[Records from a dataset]

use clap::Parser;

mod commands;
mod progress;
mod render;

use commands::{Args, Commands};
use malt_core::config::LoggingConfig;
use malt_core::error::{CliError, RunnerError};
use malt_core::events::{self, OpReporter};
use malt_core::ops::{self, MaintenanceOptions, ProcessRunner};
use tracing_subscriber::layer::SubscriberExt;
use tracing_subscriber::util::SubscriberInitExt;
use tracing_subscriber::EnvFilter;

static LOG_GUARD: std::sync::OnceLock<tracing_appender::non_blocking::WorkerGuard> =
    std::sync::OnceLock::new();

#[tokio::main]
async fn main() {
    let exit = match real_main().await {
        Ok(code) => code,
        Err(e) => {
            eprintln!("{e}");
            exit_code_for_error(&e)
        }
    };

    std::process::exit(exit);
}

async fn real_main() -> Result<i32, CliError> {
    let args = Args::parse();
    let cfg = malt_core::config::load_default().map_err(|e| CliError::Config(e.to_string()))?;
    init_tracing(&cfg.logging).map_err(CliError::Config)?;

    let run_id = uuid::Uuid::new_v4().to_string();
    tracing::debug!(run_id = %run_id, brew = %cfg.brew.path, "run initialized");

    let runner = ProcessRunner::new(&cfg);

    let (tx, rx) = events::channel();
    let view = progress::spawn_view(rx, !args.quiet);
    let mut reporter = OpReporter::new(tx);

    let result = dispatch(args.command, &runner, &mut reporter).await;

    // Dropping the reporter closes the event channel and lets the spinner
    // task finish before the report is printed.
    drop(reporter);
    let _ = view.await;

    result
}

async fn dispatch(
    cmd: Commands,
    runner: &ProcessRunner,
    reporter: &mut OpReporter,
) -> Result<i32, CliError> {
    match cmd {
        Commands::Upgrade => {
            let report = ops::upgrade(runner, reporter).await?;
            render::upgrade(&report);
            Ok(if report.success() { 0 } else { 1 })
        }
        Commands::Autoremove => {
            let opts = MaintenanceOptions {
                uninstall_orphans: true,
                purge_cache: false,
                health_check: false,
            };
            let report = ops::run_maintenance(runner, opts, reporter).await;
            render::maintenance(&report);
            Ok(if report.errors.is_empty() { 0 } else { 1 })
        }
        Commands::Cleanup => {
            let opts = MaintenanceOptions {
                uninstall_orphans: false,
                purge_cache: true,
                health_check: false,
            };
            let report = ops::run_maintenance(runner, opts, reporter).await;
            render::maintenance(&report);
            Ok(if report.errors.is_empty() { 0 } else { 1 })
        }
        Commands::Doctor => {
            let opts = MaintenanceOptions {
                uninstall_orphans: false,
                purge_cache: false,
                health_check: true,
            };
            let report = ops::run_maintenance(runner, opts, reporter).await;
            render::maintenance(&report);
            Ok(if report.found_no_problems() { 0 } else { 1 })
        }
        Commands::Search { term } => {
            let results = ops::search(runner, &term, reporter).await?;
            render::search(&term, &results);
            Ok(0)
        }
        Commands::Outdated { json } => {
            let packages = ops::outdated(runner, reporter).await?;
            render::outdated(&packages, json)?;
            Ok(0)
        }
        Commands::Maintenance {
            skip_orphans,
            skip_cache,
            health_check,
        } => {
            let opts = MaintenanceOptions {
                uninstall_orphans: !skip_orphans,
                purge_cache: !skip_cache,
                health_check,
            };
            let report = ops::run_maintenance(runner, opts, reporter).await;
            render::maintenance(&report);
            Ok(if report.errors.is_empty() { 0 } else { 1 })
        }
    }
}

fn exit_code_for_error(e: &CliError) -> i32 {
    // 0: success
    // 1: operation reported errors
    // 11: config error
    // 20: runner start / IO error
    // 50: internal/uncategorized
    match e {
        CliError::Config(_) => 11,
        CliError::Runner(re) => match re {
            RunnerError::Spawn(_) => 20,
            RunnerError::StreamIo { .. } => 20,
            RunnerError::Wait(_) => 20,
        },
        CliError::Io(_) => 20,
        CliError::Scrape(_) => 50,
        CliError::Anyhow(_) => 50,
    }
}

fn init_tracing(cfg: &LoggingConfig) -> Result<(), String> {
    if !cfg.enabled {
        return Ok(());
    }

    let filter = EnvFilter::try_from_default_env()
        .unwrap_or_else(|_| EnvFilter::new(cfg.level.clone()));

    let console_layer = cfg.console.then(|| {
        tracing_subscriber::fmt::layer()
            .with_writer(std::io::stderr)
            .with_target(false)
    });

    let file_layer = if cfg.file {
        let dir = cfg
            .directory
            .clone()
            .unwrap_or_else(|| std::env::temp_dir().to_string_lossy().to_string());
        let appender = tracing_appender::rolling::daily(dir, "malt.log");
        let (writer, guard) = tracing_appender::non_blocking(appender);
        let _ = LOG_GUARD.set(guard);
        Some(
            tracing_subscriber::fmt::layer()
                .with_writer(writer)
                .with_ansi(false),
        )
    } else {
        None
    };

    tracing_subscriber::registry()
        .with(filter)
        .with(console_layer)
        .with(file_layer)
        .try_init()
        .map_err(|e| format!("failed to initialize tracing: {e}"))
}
* * *
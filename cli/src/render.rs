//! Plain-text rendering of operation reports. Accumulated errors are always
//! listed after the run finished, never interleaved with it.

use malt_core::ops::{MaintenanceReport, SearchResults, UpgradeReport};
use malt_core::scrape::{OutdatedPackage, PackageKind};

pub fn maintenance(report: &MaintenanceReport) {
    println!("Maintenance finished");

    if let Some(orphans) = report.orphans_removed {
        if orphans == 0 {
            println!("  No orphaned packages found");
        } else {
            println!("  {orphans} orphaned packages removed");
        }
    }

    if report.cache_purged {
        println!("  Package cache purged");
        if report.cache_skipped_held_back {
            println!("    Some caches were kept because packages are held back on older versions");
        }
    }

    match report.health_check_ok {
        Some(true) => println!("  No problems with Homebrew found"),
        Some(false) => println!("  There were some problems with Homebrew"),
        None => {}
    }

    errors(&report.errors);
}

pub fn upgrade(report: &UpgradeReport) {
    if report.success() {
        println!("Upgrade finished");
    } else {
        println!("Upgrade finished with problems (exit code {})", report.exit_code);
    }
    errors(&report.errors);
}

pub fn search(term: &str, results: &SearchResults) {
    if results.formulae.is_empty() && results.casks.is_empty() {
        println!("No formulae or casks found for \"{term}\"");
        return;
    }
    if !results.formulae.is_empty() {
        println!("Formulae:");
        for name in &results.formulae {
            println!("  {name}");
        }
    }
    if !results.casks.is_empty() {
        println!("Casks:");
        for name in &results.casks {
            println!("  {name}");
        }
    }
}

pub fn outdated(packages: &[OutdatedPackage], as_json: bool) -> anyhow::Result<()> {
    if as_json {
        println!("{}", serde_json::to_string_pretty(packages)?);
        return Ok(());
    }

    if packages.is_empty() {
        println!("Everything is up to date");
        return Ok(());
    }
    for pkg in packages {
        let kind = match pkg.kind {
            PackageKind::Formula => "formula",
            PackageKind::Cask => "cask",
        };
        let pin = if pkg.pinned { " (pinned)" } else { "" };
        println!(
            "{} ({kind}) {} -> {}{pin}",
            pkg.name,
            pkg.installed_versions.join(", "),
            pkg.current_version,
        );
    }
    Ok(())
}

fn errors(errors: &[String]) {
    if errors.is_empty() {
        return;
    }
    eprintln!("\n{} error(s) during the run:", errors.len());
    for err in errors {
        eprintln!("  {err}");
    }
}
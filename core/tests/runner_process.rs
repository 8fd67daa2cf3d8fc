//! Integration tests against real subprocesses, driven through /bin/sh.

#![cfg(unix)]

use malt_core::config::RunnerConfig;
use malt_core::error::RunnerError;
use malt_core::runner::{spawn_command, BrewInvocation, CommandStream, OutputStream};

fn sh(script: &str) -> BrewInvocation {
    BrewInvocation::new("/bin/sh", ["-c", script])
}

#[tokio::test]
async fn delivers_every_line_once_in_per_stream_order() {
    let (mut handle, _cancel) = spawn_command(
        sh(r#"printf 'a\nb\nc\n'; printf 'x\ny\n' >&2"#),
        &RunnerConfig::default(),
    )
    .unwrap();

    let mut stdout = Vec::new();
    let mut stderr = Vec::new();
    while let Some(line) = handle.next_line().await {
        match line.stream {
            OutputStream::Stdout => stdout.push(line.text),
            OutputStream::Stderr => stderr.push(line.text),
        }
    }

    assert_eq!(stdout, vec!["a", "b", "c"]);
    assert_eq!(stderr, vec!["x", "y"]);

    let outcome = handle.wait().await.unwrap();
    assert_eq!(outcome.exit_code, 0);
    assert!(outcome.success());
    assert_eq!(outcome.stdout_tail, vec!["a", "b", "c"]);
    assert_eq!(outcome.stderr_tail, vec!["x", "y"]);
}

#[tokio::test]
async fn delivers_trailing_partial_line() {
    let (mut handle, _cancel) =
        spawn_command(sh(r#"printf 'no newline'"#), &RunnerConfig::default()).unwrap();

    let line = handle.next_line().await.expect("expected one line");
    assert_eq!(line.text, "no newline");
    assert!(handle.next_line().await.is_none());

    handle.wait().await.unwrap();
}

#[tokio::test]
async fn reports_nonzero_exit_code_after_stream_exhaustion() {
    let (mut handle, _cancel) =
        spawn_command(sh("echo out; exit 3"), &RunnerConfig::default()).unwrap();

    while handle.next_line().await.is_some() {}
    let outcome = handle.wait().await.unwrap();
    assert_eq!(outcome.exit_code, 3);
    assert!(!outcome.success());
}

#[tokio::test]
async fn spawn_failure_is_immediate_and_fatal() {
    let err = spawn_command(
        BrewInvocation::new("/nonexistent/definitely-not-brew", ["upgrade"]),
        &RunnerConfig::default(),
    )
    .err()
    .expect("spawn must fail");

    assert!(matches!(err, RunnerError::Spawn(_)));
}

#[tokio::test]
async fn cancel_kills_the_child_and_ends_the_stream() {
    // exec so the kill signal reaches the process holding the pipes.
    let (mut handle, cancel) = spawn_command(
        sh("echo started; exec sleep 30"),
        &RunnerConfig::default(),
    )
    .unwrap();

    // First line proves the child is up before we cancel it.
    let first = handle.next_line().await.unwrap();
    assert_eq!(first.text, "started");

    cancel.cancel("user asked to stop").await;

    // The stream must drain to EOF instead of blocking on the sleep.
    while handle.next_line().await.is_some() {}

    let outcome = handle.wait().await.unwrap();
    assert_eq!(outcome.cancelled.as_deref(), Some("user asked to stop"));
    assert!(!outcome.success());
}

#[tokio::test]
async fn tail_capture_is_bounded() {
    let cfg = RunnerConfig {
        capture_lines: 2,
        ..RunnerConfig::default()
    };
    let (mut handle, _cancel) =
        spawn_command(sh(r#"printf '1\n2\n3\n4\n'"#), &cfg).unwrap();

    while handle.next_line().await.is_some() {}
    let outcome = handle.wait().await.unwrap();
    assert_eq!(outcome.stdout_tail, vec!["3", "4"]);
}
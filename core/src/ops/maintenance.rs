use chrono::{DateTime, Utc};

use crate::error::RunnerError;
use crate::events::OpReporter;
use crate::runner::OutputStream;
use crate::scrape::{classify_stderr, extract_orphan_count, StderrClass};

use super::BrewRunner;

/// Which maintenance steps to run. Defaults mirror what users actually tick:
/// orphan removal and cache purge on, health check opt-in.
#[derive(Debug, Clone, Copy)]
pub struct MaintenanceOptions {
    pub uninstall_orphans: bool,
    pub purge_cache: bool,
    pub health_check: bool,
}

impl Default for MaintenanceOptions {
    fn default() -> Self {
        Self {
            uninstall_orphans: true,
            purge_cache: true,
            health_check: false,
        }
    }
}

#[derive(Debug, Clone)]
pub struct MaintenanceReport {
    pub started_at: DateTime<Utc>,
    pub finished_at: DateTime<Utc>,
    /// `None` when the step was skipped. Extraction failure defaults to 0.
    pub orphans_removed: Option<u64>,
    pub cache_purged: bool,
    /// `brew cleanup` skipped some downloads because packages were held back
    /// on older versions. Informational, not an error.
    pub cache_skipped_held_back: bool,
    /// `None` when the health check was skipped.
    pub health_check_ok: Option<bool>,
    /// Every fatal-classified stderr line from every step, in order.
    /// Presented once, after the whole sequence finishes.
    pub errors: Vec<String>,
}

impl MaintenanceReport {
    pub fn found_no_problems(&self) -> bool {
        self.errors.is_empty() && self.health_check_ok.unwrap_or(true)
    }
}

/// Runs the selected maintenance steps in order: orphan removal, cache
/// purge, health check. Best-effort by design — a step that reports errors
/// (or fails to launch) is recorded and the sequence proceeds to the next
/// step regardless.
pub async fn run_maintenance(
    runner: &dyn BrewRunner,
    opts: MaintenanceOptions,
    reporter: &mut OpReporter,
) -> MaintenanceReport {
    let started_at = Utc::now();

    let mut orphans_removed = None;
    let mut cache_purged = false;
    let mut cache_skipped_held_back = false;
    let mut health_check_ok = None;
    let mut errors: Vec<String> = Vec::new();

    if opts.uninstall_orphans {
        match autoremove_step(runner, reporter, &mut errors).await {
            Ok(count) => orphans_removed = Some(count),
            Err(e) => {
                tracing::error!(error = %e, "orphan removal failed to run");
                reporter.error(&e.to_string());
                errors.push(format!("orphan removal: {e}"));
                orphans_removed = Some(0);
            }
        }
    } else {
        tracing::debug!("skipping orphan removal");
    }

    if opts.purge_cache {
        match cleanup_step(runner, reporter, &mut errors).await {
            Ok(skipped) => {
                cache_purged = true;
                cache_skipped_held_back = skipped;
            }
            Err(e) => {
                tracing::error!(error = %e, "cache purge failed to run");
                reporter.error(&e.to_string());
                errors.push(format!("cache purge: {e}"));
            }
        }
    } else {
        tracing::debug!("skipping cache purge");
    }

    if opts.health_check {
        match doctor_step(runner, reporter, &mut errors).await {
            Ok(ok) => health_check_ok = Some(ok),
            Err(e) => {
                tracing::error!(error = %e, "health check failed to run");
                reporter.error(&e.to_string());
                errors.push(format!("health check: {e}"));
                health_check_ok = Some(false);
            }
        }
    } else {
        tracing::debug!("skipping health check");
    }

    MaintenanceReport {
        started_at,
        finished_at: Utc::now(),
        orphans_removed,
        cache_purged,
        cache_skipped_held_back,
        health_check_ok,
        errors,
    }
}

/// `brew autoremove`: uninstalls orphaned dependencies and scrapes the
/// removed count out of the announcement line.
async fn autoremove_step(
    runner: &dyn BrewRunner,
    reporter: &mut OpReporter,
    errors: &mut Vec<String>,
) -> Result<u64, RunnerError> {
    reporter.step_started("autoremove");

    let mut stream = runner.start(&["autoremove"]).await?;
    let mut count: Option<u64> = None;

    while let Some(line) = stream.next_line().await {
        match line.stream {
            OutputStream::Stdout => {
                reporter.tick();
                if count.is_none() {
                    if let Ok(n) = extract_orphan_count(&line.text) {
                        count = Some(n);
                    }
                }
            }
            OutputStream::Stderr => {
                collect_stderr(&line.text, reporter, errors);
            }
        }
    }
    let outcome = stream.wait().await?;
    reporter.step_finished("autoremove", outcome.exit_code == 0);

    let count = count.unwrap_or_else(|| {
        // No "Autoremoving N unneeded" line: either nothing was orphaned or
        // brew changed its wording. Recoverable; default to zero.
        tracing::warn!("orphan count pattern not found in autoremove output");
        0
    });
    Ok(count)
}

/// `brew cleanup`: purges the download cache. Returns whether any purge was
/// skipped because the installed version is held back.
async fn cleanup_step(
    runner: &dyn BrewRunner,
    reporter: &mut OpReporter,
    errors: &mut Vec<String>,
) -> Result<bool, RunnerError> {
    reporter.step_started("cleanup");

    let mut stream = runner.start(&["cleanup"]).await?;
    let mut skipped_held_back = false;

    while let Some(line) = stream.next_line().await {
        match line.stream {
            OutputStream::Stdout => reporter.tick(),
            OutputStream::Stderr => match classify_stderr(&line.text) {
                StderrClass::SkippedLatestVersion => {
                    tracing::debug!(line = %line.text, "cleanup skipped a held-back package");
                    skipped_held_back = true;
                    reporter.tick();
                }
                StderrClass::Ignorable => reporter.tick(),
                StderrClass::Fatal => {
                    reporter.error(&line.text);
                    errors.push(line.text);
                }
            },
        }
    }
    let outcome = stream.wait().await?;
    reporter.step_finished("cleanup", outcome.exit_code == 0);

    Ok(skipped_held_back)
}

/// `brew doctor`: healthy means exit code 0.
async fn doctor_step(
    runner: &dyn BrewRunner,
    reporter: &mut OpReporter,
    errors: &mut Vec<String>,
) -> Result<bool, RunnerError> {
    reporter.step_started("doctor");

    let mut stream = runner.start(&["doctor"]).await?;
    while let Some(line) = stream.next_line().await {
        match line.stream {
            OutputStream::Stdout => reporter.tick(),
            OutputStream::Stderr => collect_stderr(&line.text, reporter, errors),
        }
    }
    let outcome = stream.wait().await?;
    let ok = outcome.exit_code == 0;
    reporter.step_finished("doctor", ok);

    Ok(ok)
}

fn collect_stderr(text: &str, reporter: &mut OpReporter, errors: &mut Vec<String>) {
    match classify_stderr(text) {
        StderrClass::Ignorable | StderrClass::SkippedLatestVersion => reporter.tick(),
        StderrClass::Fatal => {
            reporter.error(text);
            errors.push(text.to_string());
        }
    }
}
* * *
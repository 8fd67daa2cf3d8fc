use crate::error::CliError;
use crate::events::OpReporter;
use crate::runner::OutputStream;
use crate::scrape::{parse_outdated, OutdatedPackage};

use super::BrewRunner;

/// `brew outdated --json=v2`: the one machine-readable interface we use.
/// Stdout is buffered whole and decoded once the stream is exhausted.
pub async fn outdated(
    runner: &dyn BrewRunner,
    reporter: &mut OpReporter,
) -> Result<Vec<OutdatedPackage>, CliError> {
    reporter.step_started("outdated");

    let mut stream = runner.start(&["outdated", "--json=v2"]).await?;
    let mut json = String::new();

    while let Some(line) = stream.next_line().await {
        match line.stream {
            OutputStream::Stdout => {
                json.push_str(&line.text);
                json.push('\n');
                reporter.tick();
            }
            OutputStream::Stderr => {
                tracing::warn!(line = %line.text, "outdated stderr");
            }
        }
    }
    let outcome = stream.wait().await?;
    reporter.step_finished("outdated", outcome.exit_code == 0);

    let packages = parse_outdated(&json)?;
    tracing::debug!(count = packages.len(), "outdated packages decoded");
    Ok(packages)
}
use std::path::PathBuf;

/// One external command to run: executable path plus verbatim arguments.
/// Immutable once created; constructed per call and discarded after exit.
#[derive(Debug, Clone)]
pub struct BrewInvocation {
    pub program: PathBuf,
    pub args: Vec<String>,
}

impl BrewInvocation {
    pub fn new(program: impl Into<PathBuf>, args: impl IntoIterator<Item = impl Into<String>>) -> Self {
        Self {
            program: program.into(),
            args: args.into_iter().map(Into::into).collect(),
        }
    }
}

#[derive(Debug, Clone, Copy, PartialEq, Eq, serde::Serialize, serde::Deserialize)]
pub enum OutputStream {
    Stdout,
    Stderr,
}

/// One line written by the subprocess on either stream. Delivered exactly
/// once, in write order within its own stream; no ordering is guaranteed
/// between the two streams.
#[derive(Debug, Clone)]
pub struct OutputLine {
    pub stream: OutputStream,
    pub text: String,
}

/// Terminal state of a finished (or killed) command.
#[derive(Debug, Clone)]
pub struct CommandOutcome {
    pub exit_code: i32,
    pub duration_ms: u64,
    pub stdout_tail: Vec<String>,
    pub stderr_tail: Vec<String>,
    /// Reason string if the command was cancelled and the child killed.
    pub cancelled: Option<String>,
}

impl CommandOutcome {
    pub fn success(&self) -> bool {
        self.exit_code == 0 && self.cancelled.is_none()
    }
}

• Action item: Your task is to restate, word for word, only those lines above that fall between the line holding "use clap::Parser;" and the line holding "#[tokio::main]", inclusive.

• Completed exercise:
use clap::Parser;

mod commands;
mod progress;
mod render;

use commands::{Args, Commands};
use malt_core::config::LoggingConfig;
use malt_core::error::{CliError, RunnerError};
use malt_core::events::{self, OpReporter};
use malt_core::ops::{self, MaintenanceOptions, ProcessRunner};
use tracing_subscriber::layer::SubscriberExt;
use tracing_subscriber::util::SubscriberInitExt;
use tracing_subscriber::EnvFilter;

static LOG_GUARD: std::sync::OnceLock<tracing_appender::non_blocking::WorkerGuard> =
    std::sync::OnceLock::new();

#[tokio::main]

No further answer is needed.